Citizen sues over imprisonment under fingerprint-sharing program
WASHINGTON — A computer specialist is suing the FBI and the Department of Homeland Security after a controversial fingerprint-sharing program incorrectly identified him as an illegal immigrant and authorities ordered him detained in a maximum-security prison.
The lawsuit is the first legal challenge by a U.S. citizen to the Secure Communities program, which the Obama administration has expanded nationwide over the objections of immigration advocacy groups and Democratic governors in Illinois, New York and Massachusetts.
Under the program, fingerprints obtained when local authorities arrest a suspect are automatically checked against immigration databases as well as FBI criminal databases. U.S. immigration agents are notified if the results indicate an immigration violation.
When James Makowski, a Chicago-area resident who repairs computer networks for companies, pleaded guilty in December 2010 to a felony charge of selling heroin, he was sentenced to four months at a “boot camp” drug treatment program, according to DuPage County, Ill., court records.

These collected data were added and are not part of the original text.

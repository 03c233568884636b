use super::{RawAnswer, RecordEvaluation, RecordKind};

const DMARC_MARKER: &str = "v=DMARC1";
const MONITORING_POLICY: &str = "p=none";

pub(crate) fn evaluate(answers: &[RawAnswer]) -> RecordEvaluation {
    let Some(answer) = answers
        .iter()
        .find(|answer| answer.data.contains(DMARC_MARKER))
    else {
        return RecordEvaluation::missing(
            RecordKind::Dmarc,
            "No DMARC record found",
            vec![
                "Add a DMARC record to your DNS".to_string(),
                "Example: v=DMARC1; p=quarantine; rua=mailto:dmarc@yourdomain.com".to_string(),
            ],
        );
    };

    let record = answer.unquoted().to_string();
    let mut issues = Vec::new();
    let mut recommendations = Vec::new();

    if record.contains(MONITORING_POLICY) {
        issues.push("DMARC policy is set to 'none' - emails won't be protected".to_string());
        recommendations.push("Consider upgrading to p=quarantine or p=reject".to_string());
    }

    RecordEvaluation::found(RecordKind::Dmarc, record, issues, recommendations)
}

But when the fingerprint search flagged Makowski as an illegal immigrant, he was held for two months in the maximum-security prison in Pontiac, Ill., before immigration officials acknowledged the error and canceled the detention order. He later completed the four-month drug rehabilitation program and was released.
“Everybody makes mistakes. I’ve made mine,” Makowski, 24, said in a telephone interview Thursday. “But if the government can detain a U.S. citizen without justification, that’s pretty outrageous. There have to be safeguards in place.”

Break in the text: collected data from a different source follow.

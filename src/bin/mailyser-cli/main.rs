mod args;
mod output;

use anyhow::{Context, Result};
use mailyser_lib::{Checker, RequestLifecycle};
use tokio::io::{AsyncBufReadExt, BufReader};
use tracing_subscriber::EnvFilter;

use args::{Cli, Commands};
use output::OutputRow;

#[tokio::main]
async fn main() -> Result<()> {
    let cli = Cli::parse();
    init_tracing(cli.verbose);
    args::ensure_format(&cli.format)?;

    let emails = if cli.stdin {
        read_stdin().await?
    } else if let Some(Commands::Check { email }) = &cli.cmd {
        vec![email.clone()]
    } else {
        Cli::clap_command().print_help()?;
        println!();
        return Ok(());
    };

    let options = cli.check_options()?;
    let checker = Checker::from_system_conf(options).context("initialise DNS resolver")?;
    let mut lifecycle = RequestLifecycle::new();
    let mut rows = Vec::with_capacity(emails.len());

    for email in &emails {
        let ticket = lifecycle.begin(email.as_str());
        let outcome = checker.submit(email.as_str()).wait().await;
        if let Err(err) = &outcome {
            tracing::debug!(email = %email, error = %err, "check failed");
        }
        lifecycle.complete(ticket, outcome);
        rows.push(OutputRow::from_state(email, lifecycle.state()));
    }

    output::write_reports(&rows, &cli)?;

    // codes de sortie : 0 OK, 2 fail/adresse rejetée, 1 fatal
    if output::any_failed(&rows) {
        std::process::exit(2);
    }
    Ok(())
}

async fn read_stdin() -> Result<Vec<String>> {
    let mut lines = BufReader::new(tokio::io::stdin()).lines();
    let mut emails = Vec::new();
    while let Some(line) = lines.next_line().await.context("read stdin")? {
        let trimmed = line.trim();
        if !trimmed.is_empty() {
            emails.push(trimmed.to_string());
        }
    }
    Ok(emails)
}

fn init_tracing(verbose: u8) {
    let filter = match verbose {
        0 => EnvFilter::try_from_default_env().unwrap_or_else(|_| EnvFilter::new("warn")),
        1 => EnvFilter::new("info"),
        2 => EnvFilter::new("debug"),
        _ => EnvFilter::new("trace"),
    };
    tracing_subscriber::fmt()
        .with_env_filter(filter)
        .with_writer(std::io::stderr)
        .init();
}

Makowski was born in India and adopted by an American family in New Jersey when he was 4 months old. The family later moved to Illinois. Makowski became a naturalized U.S. citizen at age 1, but the government did not update his immigration records, according to his lawyer, Mark Fleming.
Makowski’s suit, which was filed Tuesday in U.S. District Court of Northern Illinois, argues that the FBI and Department of Homeland Security violated the Privacy Act of 1974, which restricts what information may be passed between government agencies, every time they share fingerprints from people who are not suspected of an immigration violation.
“The FBI and DHS are consistently and systematically violating the Privacy Act,” said Fleming, a lawyer for the National Immigrant Justice Center, a nonprofit advocacy group in Chicago. “The FBI should not be sharing this data if they have indications that this individual is a U.S. citizen.”
The lawsuit seeks to hold the government liable for unspecified damages for “loss of liberty” for two months, lost wages, emotional distress and attorney’s fees.
Government lawyers are evaluating the lawsuit, said Brian P. Hale, a spokesman forU.S. Immigration and Customs Enforcement, known as ICE. “However, we do not comment on pending litigation,” he added.
In December, ICE created a 24-hour hotline that detainees can call if they are victims of a crime, or if they are U.S. citizens and have been wrongfully detained. ICE officials said that the agency did not track how many U.S. citizens had been inadvertently held in immigration detention.
Secure Communities was started by PresidentGeorge W. Bushin 2008, and the FBI has sent more than 16 million fingerprints to the immigration database since then. More than 900,000 were flagged as potential immigration violators, records show.
The other 15 million sets of fingerprints likely belonged to U.S. citizens, the lawsuit alleges, and their transmission violates the Privacy Act.
The fingerprint-sharing program is active in 97% of state and local law enforcement jurisdictions around the country, and the rest will be covered by the end of this year.
In Illinois, where some local police departments have voiced concerns that giving fingerprints to immigration officials may make witnesses less likely to cooperate with police, only 26 of the state’s 102 jurisdictions are involved.
The Obama administration argues that Secure Communities has allowed ICE to focus on finding and deporting illegal immigrants who have criminal records and who pose a threat to public safety.
They say the program was partly responsible for nearly doubling the number of deportations of convicted criminals and repeat immigration violators, from 114,415 people in 2008 to 216,698 in 2011.
“I’ve been here my whole life,” Makowski said. “I was raised like an upper-middle-class American. But I didn’t feel American when I had that detainer put on me.”